USA Kissinger celebrates 100 years enlarging a broken myth

From intellectual, statesman, brilliant negotiator and Nobel Peace Prize to cynical, arrogant, egotistical and war criminal

USA Kissinger celebrates 100 years enlarging a broken myth

From intellectual, statesman, brilliant negotiator and Nobel Peace Prize to cynical, arrogant, egotistical and war criminal. Or maybe all at once. Henry Kissinger, the man who has been almost everything in the United States, turns 100 on Saturday, enlarging his own myth, although it is increasingly questioned.

For decades the man who was National Security adviser and Secretary of State for Richard Nixon (1969-1974) and Gerald Ford (1974-1977) has not held a position in the Government, but the long shadow of the most famous diplomat of the 20th century comes up to today.

Whether it is about the war in Ukraine or artificial intelligence, the centenary Kissinger continues to give his opinions with enviable lucidity because many ask him to, because he loves the spotlight and perhaps also to clean up a legacy full of chiaroscuro.

And it is that he is haunted by the fame of having promoted a foreign policy that was so pragmatic it was insensitive to moral considerations.

"50 years ago, on his fiftieth birthday, he was celebrated as one of the most admired Americans," Professor Thomas Schwartz recalled to EFE. "But that is no longer the case, history and historians have not exactly been kind to him," adds the author of the biography "Henry Kissinger and American Power."

Heinz Alfred Kissinger was born on May 27, 1923 in Fürth (Germany) into a Jewish family who came to New York fleeing Nazism when he was still a teenager.

With a thick German accent when speaking English, this Harvard graduate has always denied that his traumatic childhood marked him for life, but many disagree.

The professor of the University of Texas Jeremi Suri, author of 'Henry Kissinger and the American Century', considers that "being a Jewish refugee, he has always been very concerned about chaos and wanted to bring order to the world."

"He also believes that the United States is a superior nation that has to play a special role," Suri said in statements to EFE.

Kissinger, who according to his acquaintances does not practice humility, wants to be remembered as the architect of the détente policy towards the Soviet Union that changed the course of the Cold War, as the architect of the normalization of relations with China and as the intellectual that stopped nuclear proliferation.

He wants to go down in history as the great mediator of the Middle East, as well as the Nobel Peace Prize winner who ended the Vietnam War.

But he does not want to be reminded, or to be reminded, that unlike him, his award-winning partner, the Vietnamese Le Duc Tho, returned the Nobel because his country continued in conflict after the Paris Agreements.

I would also like his support for dictatorships such as those in Argentina and Spain to remain in the small print, his role in Operation Condor to repress left-wing Latin American opponents or that for many his hands are stained with blood for his support for the coup against Salvador Allende.
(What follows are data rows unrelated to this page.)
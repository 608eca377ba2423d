// This Source Code Form is subject to the terms of the Mozilla Public
// License, v. 2.0. If a copy of the MPL was not distributed with this
// file, You can obtain one at http://mozilla.org/MPL/2.0/.

//! Parameters derived from the calculation inputs.
//!
//! The chain is: atmosphere (opacity and temperature) → noise temperatures →
//! efficiencies → system-equivalent flux density (SEFD). In "finetune" mode,
//! the band is split into sub-channels aligned with the atmosphere model's
//! frequency grid, the SEFD is evaluated in each, and the per-channel noise is
//! combined into an effective SEFD for the whole band:
//!
//! SEFD = sqrt(bw / sum_i(bw_i / SEFD_i^2))

mod efficiencies;
mod error;
mod temperatures;
#[cfg(test)]
mod tests;

pub use efficiencies::Efficiencies;
pub use error::DerivedError;
pub use temperatures::{receiver_temperature, Temperatures};

use log::{debug, trace};
use serde::Serialize;
use vec1::Vec1;

use crate::{
    atmosphere::AtmosphereModel,
    constants::{JANSKY, K_B, PI},
    instruments::Instrument,
    params::{CalculationInput, UserInput},
    units::{Quantity, Unit},
};

/// Everything derived from a [`CalculationInput`]. This is always replaced as
/// a whole.
#[derive(Debug, Clone, Copy, PartialEq, Serialize)]
pub struct DerivedParams {
    pub tau_atm: Quantity,
    #[serde(rename = "T_atm")]
    pub t_atm: Quantity,
    #[serde(rename = "T_rx")]
    pub t_rx: Quantity,
    pub eta_a: Quantity,
    pub eta_s: Quantity,
    #[serde(rename = "T_sys")]
    pub t_sys: Quantity,
    #[serde(rename = "T_sky")]
    pub t_sky: Quantity,
    pub sefd: Quantity,
}

/// Knobs that change how the derived parameters are computed.
#[derive(Debug, Clone, Copy, Default, PartialEq, Eq)]
pub struct DerivationOptions {
    /// Integrate the SEFD over sub-channels of the band.
    pub finetune: bool,

    /// An instrument whose known receiver temperatures take precedence over
    /// the generic receiver model.
    pub instrument: Option<Instrument>,
}

/// A slice of the observing band.
#[derive(Debug, Clone, Copy, PartialEq)]
pub struct SubChannel {
    pub centre: Quantity,
    pub width: Quantity,
}

pub fn compute_derived_params(
    inputs: &CalculationInput,
    atmosphere: &dyn AtmosphereModel,
    options: DerivationOptions,
) -> Result<DerivedParams, DerivedError> {
    let user = &inputs.user_input;
    let setup = &inputs.instrument_setup;
    let weather = user.weather.value_in(Unit::Dimensionless)?;

    let eta = Efficiencies::new(user.obs_freq, setup)?;
    let tau_atm = atmosphere.tau_atm(user.obs_freq, weather, user.elevation)?;
    let t_atm = atmosphere.atmospheric_temperature(user.obs_freq, weather)?;
    let temps = Temperatures::new(
        user.obs_freq,
        setup,
        t_atm,
        tau_atm,
        receiver_override(options, user.obs_freq)?,
    )?;
    check_positive("system temperature", temps.t_sys)?;

    let channels = if options.finetune {
        sub_channels(user, atmosphere)?
    } else {
        None
    };
    let sefd_jy = match channels {
        Some(channels) => {
            debug!(
                "Finetuning the SEFD over {} sub-channels of the band",
                channels.len()
            );
            let bandwidth_hz = user.bandwidth.value_in(Unit::Hz)?;
            let mut inverse_sum = 0.0;
            for channel in &channels {
                let sefd =
                    channel_sefd_jy(channel.centre, inputs, atmosphere, eta.eta_a, options)?;
                trace!("Sub-channel at {:.3}: SEFD {sefd} Jy", channel.centre);
                inverse_sum += channel.width.value_in(Unit::Hz)? / (sefd * sefd);
            }
            (bandwidth_hz / inverse_sum).sqrt()
        }
        None => sefd_jy(temps.t_sys, eta.eta_a, setup.dish_radius.value_in(Unit::Metre)?),
    };
    check_positive("SEFD", sefd_jy)?;

    let derived = DerivedParams {
        tau_atm: Quantity::dimensionless(tau_atm),
        t_atm,
        t_rx: Quantity::new(temps.t_rx, Unit::Kelvin),
        eta_a: Quantity::dimensionless(eta.eta_a),
        eta_s: Quantity::dimensionless(eta.eta_s),
        t_sys: Quantity::new(temps.t_sys, Unit::Kelvin),
        t_sky: Quantity::new(temps.t_sky, Unit::Kelvin),
        sefd: Quantity::new(sefd_jy, Unit::Jansky),
    };
    debug!("Derived parameters: {derived:?}");
    Ok(derived)
}

/// Split the band of `user` into sub-channels whose edges are the atmosphere
/// model's grid frequencies strictly inside the band, padded with the band
/// edges. If the band contains fewer than 2 grid frequencies, there's nothing
/// to gain from splitting it, and `None` is returned.
pub fn sub_channels(
    user: &UserInput,
    atmosphere: &dyn AtmosphereModel,
) -> Result<Option<Vec1<SubChannel>>, DerivedError> {
    let obs_freq_ghz = user.obs_freq.value_in(Unit::GHz)?;
    let half_bandwidth_ghz = 0.5 * user.bandwidth.value_in(Unit::GHz)?;
    let low = obs_freq_ghz - half_bandwidth_ghz;
    let high = obs_freq_ghz + half_bandwidth_ghz;

    let interior = atmosphere.grid_points_within(low, high);
    if interior.len() < 2 {
        return Ok(None);
    }

    let mut edges = Vec::with_capacity(interior.len() + 2);
    edges.push(low);
    edges.extend(interior);
    edges.push(high);
    let channels = edges
        .windows(2)
        .map(|w| SubChannel {
            centre: Quantity::new(0.5 * (w[0] + w[1]), Unit::GHz),
            width: Quantity::new(w[1] - w[0], Unit::GHz),
        })
        .collect();
    // There are at least 4 edges, so at least 3 channels.
    Ok(Vec1::try_from_vec(channels).ok())
}

/// The SEFD \[Jy\] at a single frequency. The aperture efficiency is not
/// re-evaluated; `eta_a` is the band-centre value.
fn channel_sefd_jy(
    freq: Quantity,
    inputs: &CalculationInput,
    atmosphere: &dyn AtmosphereModel,
    eta_a: f64,
    options: DerivationOptions,
) -> Result<f64, DerivedError> {
    let user = &inputs.user_input;
    let setup = &inputs.instrument_setup;
    let weather = user.weather.value_in(Unit::Dimensionless)?;

    let tau_atm = atmosphere.tau_atm(freq, weather, user.elevation)?;
    let t_atm = atmosphere.atmospheric_temperature(freq, weather)?;
    let temps = Temperatures::new(
        freq,
        setup,
        t_atm,
        tau_atm,
        receiver_override(options, freq)?,
    )?;
    let sefd = sefd_jy(temps.t_sys, eta_a, setup.dish_radius.value_in(Unit::Metre)?);
    check_positive("sub-channel SEFD", sefd)?;
    Ok(sefd)
}

/// SEFD = 2 k_B T_sys / (eta_a A) \[Jy\]
fn sefd_jy(t_sys: f64, eta_a: f64, dish_radius_m: f64) -> f64 {
    let dish_area = PI * dish_radius_m * dish_radius_m;
    2.0 * K_B * t_sys / (eta_a * dish_area) / JANSKY
}

fn receiver_override(
    options: DerivationOptions,
    freq: Quantity,
) -> Result<Option<Quantity>, DerivedError> {
    match options.instrument {
        Some(instrument) => Ok(instrument.receiver_temperature(freq)?),
        None => Ok(None),
    }
}

fn check_positive(name: &'static str, value: f64) -> Result<(), DerivedError> {
    if value.is_finite() && value > 0.0 {
        Ok(())
    } else {
        Err(DerivedError::NotPositive { name, value })
    }
}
"We cannot allow Chile to go to the sewers," he went on to say in 1970. "Kissinger didn't mind dictatorships. In fact, he liked them if they sided with the United States and kept communism out of Latin America." explains to EFE Mario Del Pero, historian of Sciences Po in Paris and author of the biography "The Eccentric Realist".

"In a country that had lost its political and moral north because of the Vietnam War, Kissinger offered a clear and unequivocal message: morality is not made for international relations," he adds. Even a best seller by journalist Christopher Hitchens accused him in 2001 of war crimes for his actions in Cambodia, East Timor or Chile; unthinkable criticism in the 70s when Kissinger was the most popular man in the country.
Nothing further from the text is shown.